Your tax dollars at work!

Tuesday, May 8, 2007

A loyal Bushie lies for Tom Davis

Brian McNicoll, Director of Communications, Committee on Oversight and Government Reform accuses Dan Catalano of making up facts on whether Tom Davis can “measure up” should he decide to run for the U.S. Senate ["The man who would be king," The Odd Dominion, May 1, 2007]. In his retort, McNicoll is certainly guilty of making up his own facts to save his boss’s face. (Was this distortion written on government time?)

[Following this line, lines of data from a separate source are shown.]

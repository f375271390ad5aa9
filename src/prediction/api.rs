//! Wire client for the remote prediction service.
//!
//! The request carries the 8 parsed measurements plus an explicit model list.
//! The response decoder is strict: the only accepted shape is a JSON object
//! mapping known model identifiers to result records. Anything else — flat
//! legacy shapes, unknown model keys, missing required fields, out-of-range
//! confidences — is reported as a decode error instead of being read
//! field-by-field.

use std::collections::BTreeMap;

use serde::{Deserialize, Serialize};

use crate::http_client;

use super::fields::{FieldKey, NumericPayload};
use super::models::{ModelId, ModelSelection};

const MAX_PREDICT_RESPONSE_BYTES: usize = 8 * 1024 * 1024;

/// One model's result record from the service.
#[derive(Clone, Debug, PartialEq, Deserialize)]
pub struct ModelResult {
    /// Prediction label, e.g. "Diabetic" / "Not Diabetic".
    pub prediction: String,
    /// Confidence as a 0-1 fraction.
    pub confidence: f64,
    /// Held-out accuracy of the model, when the service reports it.
    #[serde(default)]
    pub accuracy: Option<f64>,
    /// Base64-encoded PNG visualizing the explanation, when present.
    #[serde(default)]
    pub lime_explanation_image: Option<String>,
    /// Free-text explanation, when present.
    #[serde(default)]
    pub text_explanation: Option<String>,
}

/// All model results from one accepted response, keyed by model.
///
/// Replaced wholesale on each accepted response; never merged across calls.
pub type ResultSet = BTreeMap<ModelId, ModelResult>;

/// Failure modes of a prediction call.
#[derive(Debug, thiserror::Error)]
pub enum PredictError {
    /// The host was unreachable or the transfer failed or timed out.
    #[error("Could not reach the prediction service: {0}")]
    Transport(String),
    /// The service answered with a non-2xx status.
    #[error("Prediction service returned HTTP {code}: {body}")]
    Status { code: u16, body: String },
    /// The service reported an error object.
    #[error("Prediction service error: {0}")]
    Server(String),
    /// The response body did not match the expected contract.
    #[error("Unexpected response from the prediction service: {0}")]
    Decode(String),
}

#[derive(Debug, Serialize)]
struct PredictRequestBody {
    #[serde(rename = "Pregnancies")]
    pregnancies: f64,
    #[serde(rename = "Glucose")]
    glucose: f64,
    #[serde(rename = "BloodPressure")]
    blood_pressure: f64,
    #[serde(rename = "SkinThickness")]
    skin_thickness: f64,
    #[serde(rename = "Insulin")]
    insulin: f64,
    #[serde(rename = "BMI")]
    bmi: f64,
    #[serde(rename = "DiabetesPedigreeFunction")]
    diabetes_pedigree_function: f64,
    #[serde(rename = "Age")]
    age: f64,
    models: Vec<&'static str>,
}

fn build_request_body(payload: &NumericPayload, selection: &ModelSelection) -> PredictRequestBody {
    PredictRequestBody {
        pregnancies: payload.get(FieldKey::Pregnancies),
        glucose: payload.get(FieldKey::Glucose),
        blood_pressure: payload.get(FieldKey::BloodPressure),
        skin_thickness: payload.get(FieldKey::SkinThickness),
        insulin: payload.get(FieldKey::Insulin),
        bmi: payload.get(FieldKey::Bmi),
        diabetes_pedigree_function: payload.get(FieldKey::DiabetesPedigreeFunction),
        age: payload.get(FieldKey::Age),
        models: selection
            .effective()
            .into_iter()
            .map(ModelId::wire_name)
            .collect(),
    }
}

/// POST one prediction request and decode the per-model result mapping.
pub fn predict(
    endpoint: &str,
    payload: &NumericPayload,
    selection: &ModelSelection,
) -> Result<ResultSet, PredictError> {
    let body = build_request_body(payload, selection);
    match serde_json::to_string(&body) {
        Ok(json) => tracing::debug!(endpoint, payload = %json, "sending prediction request"),
        Err(err) => tracing::debug!(endpoint, "sending prediction request (unloggable: {err})"),
    }

    let request = http_client::agent()
        .post(endpoint)
        .set("Accept", "application/json")
        .set("Content-Type", "application/json");
    let response = match request.send_json(&body) {
        Ok(response) => response,
        Err(ureq::Error::Status(code, response)) => {
            let body = read_body_limited(response, MAX_PREDICT_RESPONSE_BYTES)
                .unwrap_or_else(|err| err);
            tracing::debug!(code, body = %body, "prediction request rejected");
            return Err(PredictError::Status { code, body });
        }
        Err(ureq::Error::Transport(err)) => {
            tracing::debug!(error = %err, "prediction request failed in transport");
            return Err(PredictError::Transport(err.to_string()));
        }
    };

    let text = read_body_limited(response, MAX_PREDICT_RESPONSE_BYTES)
        .map_err(PredictError::Decode)?;
    tracing::debug!(bytes = text.len(), body = %text, "prediction response received");
    parse_prediction_response(&text)
}

fn parse_prediction_response(body: &str) -> Result<ResultSet, PredictError> {
    let trimmed = body.trim();
    if trimmed.is_empty() {
        return Err(PredictError::Decode("Empty response body".to_string()));
    }
    let value: serde_json::Value = serde_json::from_str(trimmed)
        .map_err(|err| PredictError::Decode(err.to_string()))?;
    let object = value
        .as_object()
        .ok_or_else(|| PredictError::Decode("Response is not a JSON object".to_string()))?;

    if let Some(error) = object.get("error") {
        let message = error
            .as_str()
            .map(str::to_string)
            .unwrap_or_else(|| error.to_string());
        return Err(PredictError::Server(message));
    }
    if object.is_empty() {
        return Err(PredictError::Decode(
            "Response contained no model results".to_string(),
        ));
    }

    let mut results = ResultSet::new();
    for (key, entry) in object {
        let Some(model) = ModelId::from_wire(key) else {
            return Err(PredictError::Decode(format!(
                "Unknown model identifier '{key}' in response"
            )));
        };
        let result: ModelResult = serde_json::from_value(entry.clone()).map_err(|err| {
            PredictError::Decode(format!("Invalid result record for '{key}': {err}"))
        })?;
        if !result.confidence.is_finite() || !(0.0..=1.0).contains(&result.confidence) {
            return Err(PredictError::Decode(format!(
                "Confidence for '{key}' is outside 0-1: {}",
                result.confidence
            )));
        }
        results.insert(model, result);
    }
    Ok(results)
}

fn read_body_limited(response: ureq::Response, max_bytes: usize) -> Result<String, String> {
    let bytes = http_client::read_response_bytes(response, max_bytes)
        .map_err(|err| err.to_string())?;
    String::from_utf8(bytes).map_err(|err| err.to_string())
}

#[cfg(test)]
mod tests {
    use super::*;
    use crate::prediction::fields::FormFields;

    fn payload() -> NumericPayload {
        let mut fields = FormFields::new();
        let values = ["2", "148", "72", "35", "0", "33,6", "0.627", "50"];
        for (key, value) in FieldKey::ALL.into_iter().zip(values) {
            fields.set(key, value);
        }
        fields.validate().unwrap()
    }

    #[test]
    fn request_body_uses_contract_names_and_all_models_by_default() {
        let body = build_request_body(&payload(), &ModelSelection::new());
        let json = serde_json::to_value(&body).unwrap();
        for key in FieldKey::ALL {
            assert!(json.get(key.wire_name()).is_some(), "{}", key.wire_name());
        }
        assert_eq!(
            json["models"],
            serde_json::json!(["logistic_regression", "random_forest", "gradient_boosting"])
        );
        assert_eq!(json["BMI"], serde_json::json!(33.6));
    }

    #[test]
    fn request_body_carries_only_the_selected_models() {
        let mut selection = ModelSelection::new();
        selection.toggle(ModelId::RandomForest);
        let body = build_request_body(&payload(), &selection);
        let json = serde_json::to_value(&body).unwrap();
        assert_eq!(json["models"], serde_json::json!(["random_forest"]));
    }

    #[test]
    fn parses_a_single_model_mapping_exactly() {
        let body = r#"{"logistic_regression":{"prediction":"Positive","confidence":0.82,"lime_explanation_image":"","text_explanation":"x"}}"#;
        let results = parse_prediction_response(body).unwrap();
        assert_eq!(results.len(), 1);
        let entry = &results[&ModelId::LogisticRegression];
        assert_eq!(entry.prediction, "Positive");
        assert!((entry.confidence - 0.82).abs() < f64::EPSILON);
        assert_eq!(entry.accuracy, None);
        assert_eq!(entry.lime_explanation_image.as_deref(), Some(""));
        assert_eq!(entry.text_explanation.as_deref(), Some("x"));
    }

    #[test]
    fn tolerates_extra_informational_fields_per_model() {
        let body = r#"{"random_forest":{"prediction":"Not Diabetic","confidence":0.74,"accuracy":0.81,"lime_explanation":[["Glucose",0.21]]}}"#;
        let results = parse_prediction_response(body).unwrap();
        assert_eq!(results[&ModelId::RandomForest].accuracy, Some(0.81));
    }

    #[test]
    fn rejects_legacy_flat_shapes() {
        for body in [
            r#"{"Diagnosis prediction": 1}"#,
            r#"{"Prediction":"Positive","Probability":0.9,"RiskLevel":"High"}"#,
        ] {
            let err = parse_prediction_response(body).unwrap_err();
            assert!(matches!(err, PredictError::Decode(_)), "{body}");
        }
    }

    #[test]
    fn rejects_non_object_bodies() {
        for body in ["[]", "42", "\"ok\"", "", "not json"] {
            let err = parse_prediction_response(body).unwrap_err();
            assert!(matches!(err, PredictError::Decode(_)), "{body:?}");
        }
    }

    #[test]
    fn rejects_missing_required_fields() {
        let body = r#"{"random_forest":{"confidence":0.5}}"#;
        let err = parse_prediction_response(body).unwrap_err();
        assert!(matches!(err, PredictError::Decode(_)));
    }

    #[test]
    fn rejects_out_of_range_confidence() {
        let body = r#"{"random_forest":{"prediction":"Diabetic","confidence":1.7}}"#;
        let err = parse_prediction_response(body).unwrap_err();
        assert!(matches!(err, PredictError::Decode(_)));
    }

    #[test]
    fn surfaces_server_error_objects() {
        let err = parse_prediction_response(r#"{"error":"scaler not loaded"}"#).unwrap_err();
        assert!(matches!(err, PredictError::Server(message) if message == "scaler not loaded"));
    }

    #[test]
    fn empty_mapping_is_a_decode_error() {
        let err = parse_prediction_response("{}").unwrap_err();
        assert!(matches!(err, PredictError::Decode(_)));
    }
}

To say that Davis's name is on some bills during a time when lobbyists paid for the privilege to write them is no compliment. Davis, in fact, collected more money from lobbyists than 428 of the 435 members of Congress. After Tom Delay resigned in disgrace, he moved up from #8 to #7. He worked closely with Tom DeLay and Jack Abramoff at the Republican National Congressional Committee. Disgraced Mark Foley was a member of his $100,000 club that Davis called “The Business Leadership Trust.” Foley said he was being pressured by "the White House and Rove gang," who insisted that Foley run. If he didn't, Foley was told, it might impact his lobbying career.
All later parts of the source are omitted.